On 02/28/14 13:22, Brian Foster wrote:
xfs_aops_discard_page() was introduced in the following commit: xfs: truncate delalloc extents when IO fails in writeback ... to clean up left over delalloc ranges after I/O failure in ->writepage(). generic/224 tests for this scenario and occasionally reproduces panics on sub-4k blocksize filesystems. The cause of this is failure to clean up the delalloc range on a page where the first buffer does not match one of the expected states of xfs_check_page_type(). If a buffer is not unwritten, delayed or dirty&mapped, xfs_check_page_type() stops and immediately returns 0. The stress test of generic/224 creates a scenario where the first several buffers of a page with delayed buffers are mapped&uptodate and some subsequent buffer is delayed. If the ->writepage() happens to fail for this page, xfs_aops_discard_page() incorrectly skips the entire page.

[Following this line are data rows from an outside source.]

//! CLI binary for edgequake-finhealth.
//!
//! A thin shim over the library crate: maps CLI flags to `CheckupConfig`,
//! drives a `Controller` from stdin, and prints the dashboard.

use anyhow::{Context, Result};
use clap::Parser;
use edgequake_finhealth::dashboard::{assistant_label, render_result, render_transcript, Lamp};
use edgequake_finhealth::{
    analyze_report, CheckupConfig, Controller, LlmAnalyst, Locale, Notice, Phase, Speaker,
    TransitionError,
};
use indicatif::{ProgressBar, ProgressStyle};
use std::io::{self, Write};
use std::path::PathBuf;
use std::sync::Arc;
use std::time::Duration;
use tokio::io::{AsyncBufReadExt, BufReader, Lines, Stdin};
use tracing_subscriber::EnvFilter;

// ── ANSI colour helpers (no extra deps) ──────────────────────────────────────

fn green(s: &str) -> String {
    format!("\x1b[32m{s}\x1b[0m")
}
fn yellow(s: &str) -> String {
    format!("\x1b[33m{s}\x1b[0m")
}
fn red(s: &str) -> String {
    format!("\x1b[31m{s}\x1b[0m")
}
fn dim(s: &str) -> String {
    format!("\x1b[2m{s}\x1b[0m")
}
fn bold(s: &str) -> String {
    format!("\x1b[1m{s}\x1b[0m")
}
fn cyan(s: &str) -> String {
    format!("\x1b[36m{s}\x1b[0m")
}

const AFTER_HELP: &str = r#"EXAMPLES:
  # Interactive checkup (prompts for a file if none is given)
  finhealth annual-report.pdf

  # English answers and dashboard
  finhealth --lang en annual-report.pdf

  # Verdict only, as JSON
  finhealth --json annual-report.pdf > checkup.json

  # Use a specific provider and model
  finhealth --provider openai --model gpt-4.1-mini annual-report.pdf

CHAT COMMANDS:
  /reset        Start over with another report
  /lang en|zh   Switch the display and answer language
  /quit         Exit

ENVIRONMENT VARIABLES:
  GEMINI_API_KEY          Google Gemini API key (reads PDFs natively)
  OPENAI_API_KEY          OpenAI API key
  ANTHROPIC_API_KEY       Anthropic API key
  EDGEQUAKE_LLM_PROVIDER  Override provider (gemini, openai, anthropic, ollama)
  EDGEQUAKE_MODEL         Override model ID
  RUST_LOG                Log filter (overrides -v / -q)
"#;

/// Give a financial report a health checkup and ask follow-up questions.
#[derive(Parser, Debug)]
#[command(
    name = "finhealth",
    version,
    about = "Financial report health checkup with follow-up chat",
    long_about = "Upload a PDF financial report, get a traffic-light verdict with key indicators \
explained in plain language, then ask follow-up questions grounded in the same report.",
    color = clap::ColorChoice::Auto,
    after_long_help = AFTER_HELP
)]
struct Cli {
    /// PDF report to analyse. Prompted for when omitted.
    report: Option<PathBuf>,

    /// Display and answer language: en or zh.
    #[arg(long, env = "FINHEALTH_LANG", default_value = "zh")]
    lang: Locale,

    /// LLM model ID (e.g. gemini-2.5-flash, gpt-4.1-mini).
    #[arg(long, env = "EDGEQUAKE_MODEL")]
    model: Option<String>,

    /// LLM provider: gemini, openai, anthropic, ollama, azure.
    #[arg(long, env = "EDGEQUAKE_PROVIDER")]
    provider: Option<String>,

    /// Temperature for the analysis call (0.0–2.0).
    #[arg(long, env = "FINHEALTH_TEMPERATURE", default_value_t = 0.4)]
    temperature: f32,

    /// Temperature for chat turns (0.0–2.0).
    #[arg(long, env = "FINHEALTH_CHAT_TEMPERATURE", default_value_t = 0.7)]
    chat_temperature: f32,

    /// Max LLM output tokens per call.
    #[arg(long, env = "FINHEALTH_MAX_TOKENS", default_value_t = 4096)]
    max_tokens: usize,

    /// Per-call LLM timeout in seconds. Waits indefinitely when unset.
    #[arg(long, env = "FINHEALTH_API_TIMEOUT")]
    api_timeout: Option<u64>,

    /// Path to a text file with custom analysis instructions.
    #[arg(long, env = "FINHEALTH_SYSTEM_PROMPT")]
    system_prompt: Option<PathBuf>,

    /// Print the analysis result as JSON and exit.
    #[arg(long, env = "FINHEALTH_JSON")]
    json: bool,

    /// Print the dashboard and exit without opening a chat.
    #[arg(long, env = "FINHEALTH_NO_CHAT")]
    no_chat: bool,

    /// Enable DEBUG-level tracing logs.
    #[arg(short, long, env = "FINHEALTH_VERBOSE")]
    verbose: bool,

    /// Suppress everything except results and errors.
    #[arg(short, long, env = "FINHEALTH_QUIET")]
    quiet: bool,
}

#[tokio::main]
async fn main() -> Result<()> {
    let cli = Cli::parse();

    // ── Logging setup ────────────────────────────────────────────────────
    // Spinners provide the feedback in normal runs; library logs only
    // surface with -v or RUST_LOG.
    let filter = if cli.verbose { "debug" } else { "error" };
    tracing_subscriber::fmt()
        .with_env_filter(
            EnvFilter::try_from_default_env().unwrap_or_else(|_| EnvFilter::new(filter)),
        )
        .with_writer(io::stderr)
        .init();

    let config = build_config(&cli).await?;

    // ── One-shot modes ───────────────────────────────────────────────────
    if cli.json || cli.no_chat {
        let report = cli
            .report
            .clone()
            .context("A report path is required with --json or --no-chat")?;
        let bar = spinner(&cli, config.locale.strings().analyzing_title);
        let result = analyze_report(&report, &config).await;
        bar.finish_and_clear();
        let result = result.context("Checkup failed")?;

        if cli.json {
            let json =
                serde_json::to_string_pretty(&result).context("Failed to serialise result")?;
            println!("{json}");
        } else {
            print_result(&result, config.locale);
        }
        return Ok(());
    }

    // ── Interactive mode ─────────────────────────────────────────────────
    let locale = config.locale;
    let analyst = LlmAnalyst::from_config(config).context("No LLM provider available")?;
    let mut controller = Controller::new(Arc::new(analyst), locale);
    let mut stdin = BufReader::new(tokio::io::stdin()).lines();
    let mut next_report = cli.report.clone();

    if !cli.quiet {
        let s = locale.strings();
        eprintln!("{} {}  {}", cyan("◆"), bold(s.app_name), dim(s.app_subtitle));
        eprintln!("  {}", s.hero_title);
        eprintln!("  {}", dim(s.hero_desc));
        eprintln!(
            "  {}",
            dim(&format!("1. {}  2. {}  3. {}", s.step_upload, s.step_status, s.step_ask))
        );
    }

    loop {
        // ── Upload ───────────────────────────────────────────────────────
        let path = match next_report.take() {
            Some(p) => p,
            None => {
                let s = controller.state().locale().strings();
                eprintln!();
                eprintln!("{}  {}", bold(s.upload_title), dim(s.upload_subtitle));
                match prompt(&mut stdin).await? {
                    None => return Ok(()),
                    Some(line) if line == "/quit" => return Ok(()),
                    Some(line) if line.is_empty() => continue,
                    Some(line) => PathBuf::from(line),
                }
            }
        };

        controller
            .select_file(&path)
            .context("Cannot select a file right now")?;
        let strings = controller.state().locale().strings();
        let bar = spinner(&cli, strings.analyzing_title);
        bar.set_message(strings.analyzing_desc);
        let phase = controller.settle().await;
        bar.finish_and_clear();
        print_notices(controller.take_notices(), cli.verbose);

        if phase != (Phase::Ready { sending: false }) {
            continue;
        }
        if let Some(result) = controller.state().result() {
            print_result(result, controller.state().locale());
        }

        // ── Chat ─────────────────────────────────────────────────────────
        let s = controller.state().locale().strings();
        println!();
        println!("{}  {}", bold(s.chat_header), dim(s.ai_badge));
        print!(
            "{}",
            render_transcript(controller.state().transcript(), controller.state().locale())
        );
        eprintln!(
            "{}",
            dim(&format!("{}  (/reset, /lang en|zh, /quit)", s.placeholder))
        );

        match chat_loop(&cli, &mut controller, &mut stdin).await? {
            ChatExit::Quit => return Ok(()),
            ChatExit::Reset => {
                controller.reset();
                eprintln!("{} {}", cyan("↺"), controller.state().locale().strings().start_over);
            }
        }
    }
}

enum ChatExit {
    Quit,
    Reset,
}

async fn chat_loop(
    cli: &Cli,
    controller: &mut Controller,
    stdin: &mut Lines<BufReader<Stdin>>,
) -> Result<ChatExit> {
    loop {
        let Some(line) = prompt(stdin).await? else {
            return Ok(ChatExit::Quit);
        };

        match line.as_str() {
            "/quit" | "/exit" => return Ok(ChatExit::Quit),
            "/reset" => return Ok(ChatExit::Reset),
            cmd if cmd.starts_with("/lang") => {
                match cmd.trim_start_matches("/lang").parse::<Locale>() {
                    Ok(locale) => {
                        controller.set_locale(locale);
                        if let Some(result) = controller.state().result() {
                            print_result(result, locale);
                        }
                    }
                    Err(e) => eprintln!("{} {}", red("✗"), e),
                }
                continue;
            }
            _ => {}
        }

        match controller.send_message(line) {
            Ok(()) => {}
            Err(TransitionError::Busy) => {
                eprintln!("{}", yellow(controller.state().locale().strings().busy));
                continue;
            }
            Err(e) => {
                eprintln!("{} {}", red("✗"), e);
                continue;
            }
        }

        if controller.pending() == 0 {
            // Blank input: nothing was sent.
            continue;
        }

        let bar = spinner(cli, controller.state().locale().strings().thinking);
        controller.settle().await;
        bar.finish_and_clear();

        if let Some(turn) = controller.state().latest_turn() {
            if turn.speaker == Speaker::Assistant {
                println!("{}", cyan(&assistant_label(controller.state().locale())));
                for l in turn.text.lines() {
                    println!("  {l}");
                }
            }
        }
    }
}

/// Print a prompt marker and read one trimmed line. `None` on end of input.
async fn prompt(stdin: &mut Lines<BufReader<Stdin>>) -> Result<Option<String>> {
    print!("{} ", cyan("›"));
    io::stdout().flush().context("Failed to flush stdout")?;
    let line = stdin.next_line().await.context("Failed to read stdin")?;
    Ok(line.map(|l| l.trim().to_string()))
}

fn print_result(result: &edgequake_finhealth::AnalysisResult, locale: Locale) {
    let text = render_result(result, locale);
    let strip = Lamp::for_status(result.status).strip();
    let coloured = match Lamp::for_status(result.status) {
        Lamp::Green => green(strip),
        Lamp::Yellow => yellow(strip),
        Lamp::Red => red(strip),
        Lamp::Off => dim(strip),
    };
    println!();
    print!("{}", text.replacen(strip, &coloured, 1));
}

fn print_notices(notices: Vec<Notice>, verbose: bool) {
    for notice in notices {
        eprintln!("{} {}", red("✗"), notice.message);
        if verbose {
            eprintln!("  {}", dim(&notice.detail));
        }
    }
}

/// Spinner on stderr; hidden in quiet mode.
fn spinner(cli: &Cli, message: &str) -> ProgressBar {
    if cli.quiet {
        return ProgressBar::hidden();
    }
    let bar = ProgressBar::new_spinner();
    bar.set_style(
        ProgressStyle::with_template("{spinner:.cyan} {prefix:.bold}  {msg}")
            .unwrap_or_else(|_| ProgressStyle::default_spinner())
            .tick_strings(&["⠋", "⠙", "⠹", "⠸", "⠼", "⠴", "⠦", "⠧", "⠇", "⠏", "⠿"]),
    );
    bar.set_prefix(message.to_string());
    bar.enable_steady_tick(Duration::from_millis(80));
    bar
}

/// Map CLI args to `CheckupConfig`.
async fn build_config(cli: &Cli) -> Result<CheckupConfig> {
    let mut builder = CheckupConfig::builder()
        .locale(cli.lang)
        .analysis_temperature(cli.temperature)
        .chat_temperature(cli.chat_temperature)
        .max_tokens(cli.max_tokens);

    if let Some(ref model) = cli.model {
        builder = builder.model(model);
    }
    if let Some(ref provider) = cli.provider {
        builder = builder.provider_name(provider);
    }
    if let Some(secs) = cli.api_timeout {
        builder = builder.api_timeout_secs(secs);
    }
    if let Some(ref path) = cli.system_prompt {
        let prompt = tokio::fs::read_to_string(path)
            .await
            .with_context(|| format!("Failed to read system prompt from {:?}", path))?;
        builder = builder.system_prompt(prompt);
    }

    builder.build().context("Invalid configuration")
}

Modify xfs_aops_discard_page() to iterate all of the page buffers to ensure a delayed buffer does not go undetected. Signed-off-by: Brian Foster<bfoster@xxxxxxxxxx> --- The only other caller to xfs_check_page_type() is xfs_convert_page(). I think this is safe with respect to that codepath, given the additional imap checks therein and whatnot, but thoughts appreciated. Brian fs/xfs/xfs_aops.c | 2 -- 1 file changed, 2 deletions(-) diff --git a/fs/xfs/xfs_aops.c b/fs/xfs/xfs_aops.c index db2cfb0..5962a9f 100644 --- a/fs/xfs/xfs_aops.c +++ b/fs/xfs/xfs_aops.c @@ -655,8 +655,6 @@ xfs_check_page_type( acceptable += (type == XFS_IO_DELALLOC); else if (buffer_dirty(bh) && buffer_mapped(bh)) acceptable += (type == XFS_IO_OVERWRITE); - else - break; } while ((bh = bh->b_this_page) != head); if (acceptable)
Is there any reason to scan all the buffers when we all we want is an indication that at least one is acceptable? Maybe there are generally not may buffers to a page to make it worthwhile.